MIP10c9-SP8: Whitelist DDEX on WBTCUSD Oracle

MIP10c9: Subproposal to Whitelist Oracle Access

Preamble

MIP10c9-SP#: 8
Author(s): Scott Winges
Contributors: Nik Kunkel
Type: Process Component
Status:
Date Proposed: <2020-09-09>
Date Ratified: <yyyy-mm-dd>

Specification

Introduction

DDEX used the Maker medianizer oracle v1 for WBTC/USD price info prior to deprecation. The price is primarily used for determining the collateral status of loans, but is also used for several other information fields on the application. DDEX would use the v2 medianizer for the same purposes.

Oracle Name

  • WBTC/USD

Customer(s)

Whitelist

- DDEX - 0x4935B1188EB940C39e22172cc5fe595E267706a1 - Medianizer

Requirements

For each customer address to be whitelisted:

  • Is the contract source code verified on etherscan? yes
  • Is the Oracle data used in a permissioned manner that would prevent parasitic behavior? no
  • Is Oracle data written to storage? no
  • If Oracle data is stored, is it stored in a private variable? no
  • If Oracle data is stored, is the value accessible on-chain exclusively by the protocol? no

Fee

2 Likes
function getPrice(
        address _asset
    )
        external
        view
        returns (uint256)
    {
        require(_asset == asset, "ASSET_NOT_MATCH");

        (bytes32 value, bool has) = IMakerDaoOracle(makerDaoOracle).peek();

        if (has) {
            return uint256(value) * (10 ** (18 - decimals));
        } else {
            require(block.number - sparePriceBlockNumber <= 3600, "ORACLE_OFFLINE");
            return sparePrice;
        }
    }

I’ve looked through the code and noticed that the method that is calling the Medianizer contract is publically acessible.
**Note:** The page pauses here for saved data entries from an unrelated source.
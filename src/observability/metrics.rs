//! Metrics collection and exposition.
//!
//! # Metrics
//! - `gateway_requests_admitted_total` (counter): admitted requests by action
//! - `gateway_requests_rejected_total` (counter): rejections by reason
//! - `gateway_upstream_failures_total` (counter): failed upstream calls
//! - `gateway_upstream_duration_seconds` (histogram): upstream call latency

use metrics::{counter, describe_counter, describe_histogram, histogram};
use metrics_exporter_prometheus::PrometheusBuilder;
use std::net::SocketAddr;

/// Install the Prometheus exporter on the given address.
pub fn init_metrics(addr: SocketAddr) {
    match PrometheusBuilder::new().with_http_listener(addr).install() {
        Ok(()) => {
            describe_counter!(
                "gateway_requests_admitted_total",
                "Requests admitted and forwarded upstream"
            );
            describe_counter!(
                "gateway_requests_rejected_total",
                "Requests rejected by the admission pipeline"
            );
            describe_counter!(
                "gateway_upstream_failures_total",
                "Upstream calls that failed after admission"
            );
            describe_histogram!(
                "gateway_upstream_duration_seconds",
                "Latency of upstream node calls"
            );
            tracing::info!(address = %addr, "Metrics exporter listening");
        }
        Err(e) => {
            tracing::error!(error = %e, "Failed to install metrics exporter");
        }
    }
}

pub fn record_admitted(action: &str) {
    counter!("gateway_requests_admitted_total", "action" => action.to_string()).increment(1);
}

pub fn record_rejected(reason: &'static str) {
    counter!("gateway_requests_rejected_total", "reason" => reason).increment(1);
}

pub fn record_upstream_failure() {
    counter!("gateway_upstream_failures_total").increment(1);
}

pub fn record_upstream_latency(seconds: f64) {
    histogram!("gateway_upstream_duration_seconds").record(seconds);
}
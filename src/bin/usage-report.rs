//! Print collected usage statistics from a snapshot file.

use chrono::DateTime;
use clap::Parser;
use std::collections::HashMap;
use std::fs::File;
use std::io::BufReader;
use std::net::IpAddr;
use std::path::PathBuf;

use rpc_gateway::usage::IpStats;

#[derive(Parser)]
#[command(name = "usage-report")]
#[command(about = "Summarize per-IP usage statistics collected by the gateway", long_about = None)]
struct Cli {
    /// Path to the usage snapshot file.
    #[arg(short, long, default_value = "usage_stats.json")]
    file: PathBuf,
}

fn main() -> Result<(), Box<dyn std::error::Error>> {
    let cli = Cli::parse();

    let file = File::open(&cli.file)?;
    let stats: HashMap<IpAddr, IpStats> = serde_json::from_reader(BufReader::new(file))?;

    let mut entries: Vec<(&IpAddr, &IpStats)> = stats.iter().collect();
    entries.sort_by_key(|(ip, _)| **ip);

    let mut total = 0u64;
    for (ip, stats) in entries {
        let mut statuses: Vec<(&u16, &u64)> = stats.statuses.iter().collect();
        statuses.sort_by_key(|(status, _)| **status);
        let breakdown = statuses
            .iter()
            .map(|(status, count)| format!("{status}:{count}"))
            .collect::<Vec<_>>()
            .join(" ");

        println!(
            "{:<40} {:>6}  [{}]  first {}  last {}",
            ip,
            stats.total(),
            breakdown,
            format_timestamp(stats.first_request_ms),
            format_timestamp(stats.last_request_ms),
        );
        total += stats.total();
    }

    println!("Total Requests: {total}");
    Ok(())
}

fn format_timestamp(ms: u64) -> String {
    DateTime::from_timestamp_millis(ms as i64)
        .map(|dt| dt.format("%Y-%m-%d %H:%M:%S").to_string())
        .unwrap_or_else(|| ms.to_string())
}
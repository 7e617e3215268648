//! Gating proxy in front of a single upstream JSON-RPC node.
//!
//! Inbound requests pass through an ordered admission pipeline
//! (authorization, rate limiting, action allow-listing, parameter
//! sanitization) and, when admitted, are forwarded to the node with
//! sanitized parameters. Rejections never touch the network.

pub mod admission;
pub mod config;
pub mod http;
pub mod observability;
pub mod security;
pub mod upstream;
pub mod usage;

pub use config::GatewayConfig;
pub use http::HttpServer;
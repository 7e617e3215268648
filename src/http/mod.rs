//! HTTP protocol handling subsystem.
//!
//! # Data Flow
//! ```text
//! TCP connection
//!     → server.rs (Axum setup, middleware stack)
//!     → handler.rs (identity inputs, params, admission, upstream relay)
//!     → response.rs (rejection bodies, rate-limit headers)
//!     → Send to client, then record usage
//! ```

pub mod handler;
pub mod response;
pub mod server;

pub use server::{AppState, HttpServer};
//! End-to-end tests for the gateway: admission decisions, parameter
//! sanitization, quota headers, and upstream relay against a mock node.

use serde_json::{json, Value};
use std::collections::HashMap;
use std::net::SocketAddr;

use rpc_gateway::config::schema::{GatewayConfig, UserConfig};
use rpc_gateway::http::HttpServer;

mod common;

const NODE_RESPONSE: &str = r#"{"balance":"325586539664609129644855132177"}"#;

fn base_config(upstream: SocketAddr) -> GatewayConfig {
    let mut config = GatewayConfig::default();
    config.upstream.url = format!("http://{upstream}");
    config.actions.public = vec![
        "account_balance".to_string(),
        "accounts_balances".to_string(),
    ];
    config.actions.max_count = HashMap::from([("account_balance".to_string(), 50)]);
    config.actions.max_accounts = HashMap::from([("accounts_balances".to_string(), 3)]);
    config.users = vec![UserConfig {
        token: "valid-token".to_string(),
        extra_actions: vec!["account_history".to_string()],
    }];
    config
}

async fn start_gateway(config: GatewayConfig) -> SocketAddr {
    let listener = tokio::net::TcpListener::bind("127.0.0.1:0").await.unwrap();
    let addr = listener.local_addr().unwrap();
    let server = HttpServer::new(config).expect("gateway construction failed");
    tokio::spawn(async move {
        let _ = server.run(listener).await;
    });
    addr
}

fn api_url(gateway: SocketAddr) -> String {
    format!("http://{gateway}/api")
}

#[tokio::test]
async fn missing_action_is_rejected_without_reaching_upstream() {
    let (node, seen) = common::start_mock_node(NODE_RESPONSE).await;
    let gateway = start_gateway(base_config(node)).await;

    let res = reqwest::Client::new()
        .post(api_url(gateway))
        .json(&json!({}))
        .send()
        .await
        .unwrap();

    assert_eq!(res.status(), 422);
    let body: Value = res.json().await.unwrap();
    assert_eq!(body["message"], "Action field is required");
    assert!(seen.lock().unwrap().is_empty());
}

#[tokio::test]
async fn anonymous_request_is_forwarded_with_quota_headers() {
    let (node, seen) = common::start_mock_node(NODE_RESPONSE).await;
    let gateway = start_gateway(base_config(node)).await;

    let res = reqwest::Client::new()
        .post(api_url(gateway))
        .json(&json!({"action": "account_balance", "account": "xrb_1abc"}))
        .send()
        .await
        .unwrap();

    assert_eq!(res.status(), 200);
    assert_eq!(res.headers()["x-ratelimit-limit"], "100");
    assert_eq!(res.headers()["x-ratelimit-remaining"], "99");

    let body: Value = res.json().await.unwrap();
    assert_eq!(body, serde_json::from_str::<Value>(NODE_RESPONSE).unwrap());

    let seen = seen.lock().unwrap();
    assert_eq!(seen.len(), 1);
    assert_eq!(seen[0]["action"], "account_balance");
    assert_eq!(seen[0]["account"], "xrb_1abc");
}

#[tokio::test]
async fn unknown_credential_is_rejected_regardless_of_quota() {
    let (node, seen) = common::start_mock_node(NODE_RESPONSE).await;
    let gateway = start_gateway(base_config(node)).await;

    let res = reqwest::Client::new()
        .post(api_url(gateway))
        .header("Authorization", "typo-token")
        .json(&json!({"action": "account_balance"}))
        .send()
        .await
        .unwrap();

    assert_eq!(res.status(), 403);
    let body: Value = res.json().await.unwrap();
    assert_eq!(body["message"], "Invalid authorization token provided.");
    assert!(seen.lock().unwrap().is_empty());
}

#[tokio::test]
async fn authenticated_extra_action_skips_the_quota() {
    let (node, _seen) = common::start_mock_node(NODE_RESPONSE).await;
    let mut config = base_config(node);
    config.rate_limit.requests_limit = 2;
    let gateway = start_gateway(config).await;
    let client = reqwest::Client::new();

    // Far more requests than the quota would allow anonymously.
    for _ in 0..5 {
        let res = client
            .post(api_url(gateway))
            .header("Authorization", "valid-token")
            .json(&json!({"action": "account_history", "account": "xrb_1abc"}))
            .send()
            .await
            .unwrap();

        assert_eq!(res.status(), 200);
        assert!(!res.headers().contains_key("x-ratelimit-remaining"));
    }

    // The anonymous quota for this IP is still intact.
    let res = client
        .post(api_url(gateway))
        .json(&json!({"action": "account_balance"}))
        .send()
        .await
        .unwrap();
    assert_eq!(res.status(), 200);
}

#[tokio::test]
async fn quota_exhaustion_returns_429_with_retry_guidance() {
    let (node, _seen) = common::start_mock_node(NODE_RESPONSE).await;
    let mut config = base_config(node);
    config.rate_limit.requests_limit = 2;
    let gateway = start_gateway(config).await;
    let client = reqwest::Client::new();

    for _ in 0..2 {
        let res = client
            .post(api_url(gateway))
            .json(&json!({"action": "account_balance"}))
            .send()
            .await
            .unwrap();
        assert_eq!(res.status(), 200);
    }

    let res = client
        .post(api_url(gateway))
        .json(&json!({"action": "account_balance"}))
        .send()
        .await
        .unwrap();

    assert_eq!(res.status(), 429);
    assert_eq!(res.headers()["x-ratelimit-remaining"], "0");
    assert_eq!(res.headers()["x-ratelimit-limit"], "2");
    assert!(res.headers().contains_key("retry-after"));
    assert!(res.headers().contains_key("x-ratelimit-reset"));

    let body: Value = res.json().await.unwrap();
    assert_eq!(body["message"], "Too Many Requests");
}

#[tokio::test]
async fn oversized_count_is_clamped_before_forwarding() {
    let (node, seen) = common::start_mock_node(NODE_RESPONSE).await;
    let gateway = start_gateway(base_config(node)).await;

    let res = reqwest::Client::new()
        .post(api_url(gateway))
        .json(&json!({"action": "account_balance", "count": 10_000}))
        .send()
        .await
        .unwrap();

    assert_eq!(res.status(), 200);
    let seen = seen.lock().unwrap();
    assert_eq!(seen[0]["count"], json!(50));
}

#[tokio::test]
async fn query_string_counts_are_clamped_as_strings() {
    let (node, seen) = common::start_mock_node(NODE_RESPONSE).await;
    let gateway = start_gateway(base_config(node)).await;

    let res = reqwest::Client::new()
        .get(format!(
            "{}?action=account_balance&count=10000",
            api_url(gateway)
        ))
        .send()
        .await
        .unwrap();

    assert_eq!(res.status(), 200);
    let seen = seen.lock().unwrap();
    assert_eq!(seen[0]["count"], json!("50"));
}

#[tokio::test]
async fn accounts_list_is_truncated_before_forwarding() {
    let (node, seen) = common::start_mock_node(NODE_RESPONSE).await;
    let gateway = start_gateway(base_config(node)).await;

    let res = reqwest::Client::new()
        .post(api_url(gateway))
        .json(&json!({
            "action": "accounts_balances",
            "accounts": ["a", "b", "c", "d", "e"]
        }))
        .send()
        .await
        .unwrap();

    assert_eq!(res.status(), 200);
    let seen = seen.lock().unwrap();
    assert_eq!(seen[0]["accounts"], json!(["a", "b", "c"]));
}

#[tokio::test]
async fn disallowed_action_is_rejected() {
    let (node, seen) = common::start_mock_node(NODE_RESPONSE).await;
    let gateway = start_gateway(base_config(node)).await;

    let res = reqwest::Client::new()
        .post(api_url(gateway))
        .json(&json!({"action": "process"}))
        .send()
        .await
        .unwrap();

    assert_eq!(res.status(), 403);
    let body: Value = res.json().await.unwrap();
    assert_eq!(body["message"], "Action is not allowed");
    assert!(seen.lock().unwrap().is_empty());
}

#[tokio::test]
async fn privileged_ip_is_never_rate_limited() {
    let (node, _seen) = common::start_mock_node(NODE_RESPONSE).await;
    let mut config = base_config(node);
    config.rate_limit.requests_limit = 1;
    config.privileged_ips = vec!["127.0.0.1".to_string()];
    let gateway = start_gateway(config).await;
    let client = reqwest::Client::new();

    for _ in 0..3 {
        let res = client
            .post(api_url(gateway))
            .json(&json!({"action": "account_balance"}))
            .send()
            .await
            .unwrap();

        assert_eq!(res.status(), 200);
        assert!(!res.headers().contains_key("x-ratelimit-remaining"));
    }
}

#[tokio::test]
async fn upstream_failure_maps_to_503() {
    // Reserve a port, then drop the listener so nothing answers there.
    let unused = tokio::net::TcpListener::bind("127.0.0.1:0").await.unwrap();
    let dead_addr = unused.local_addr().unwrap();
    drop(unused);

    let gateway = start_gateway(base_config(dead_addr)).await;

    let res = reqwest::Client::new()
        .post(api_url(gateway))
        .json(&json!({"action": "account_balance"}))
        .send()
        .await
        .unwrap();

    assert_eq!(res.status(), 503);
    let body: Value = res.json().await.unwrap();
    assert_eq!(
        body["error"],
        "Something wrong happened, maybe the upstream node is currently down"
    );
}

#[tokio::test]
async fn root_returns_hint_to_the_api_route() {
    let (node, _seen) = common::start_mock_node(NODE_RESPONSE).await;
    let gateway = start_gateway(base_config(node)).await;

    let res = reqwest::Client::new()
        .get(format!("http://{gateway}/"))
        .send()
        .await
        .unwrap();

    assert_eq!(res.status(), 200);
    let body: Value = res.json().await.unwrap();
    assert_eq!(
        body["message"],
        "RPC requests are supposed to be sent to /api"
    );
}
This goes against one of our requirements as it would enable 3rd parties who aren’t whitelisted to get access to the Oracle data. If you were to make that function accessible only by your contracts then we can move this proposal forward.

1 Like

Hey Nik - modified the code a bit, new addresses are below (will edit the originals too)

Let me know if these solve the issue!

Eth: 0xf39cCf729F6C8082ee1Ae598Fc757647c3ebddf0
Wbtc: 0x4935B1188EB940C39e22172cc5fe595E267706a1

Have reviewed the code. This looks good and I think we can move forward with this.

2 Likes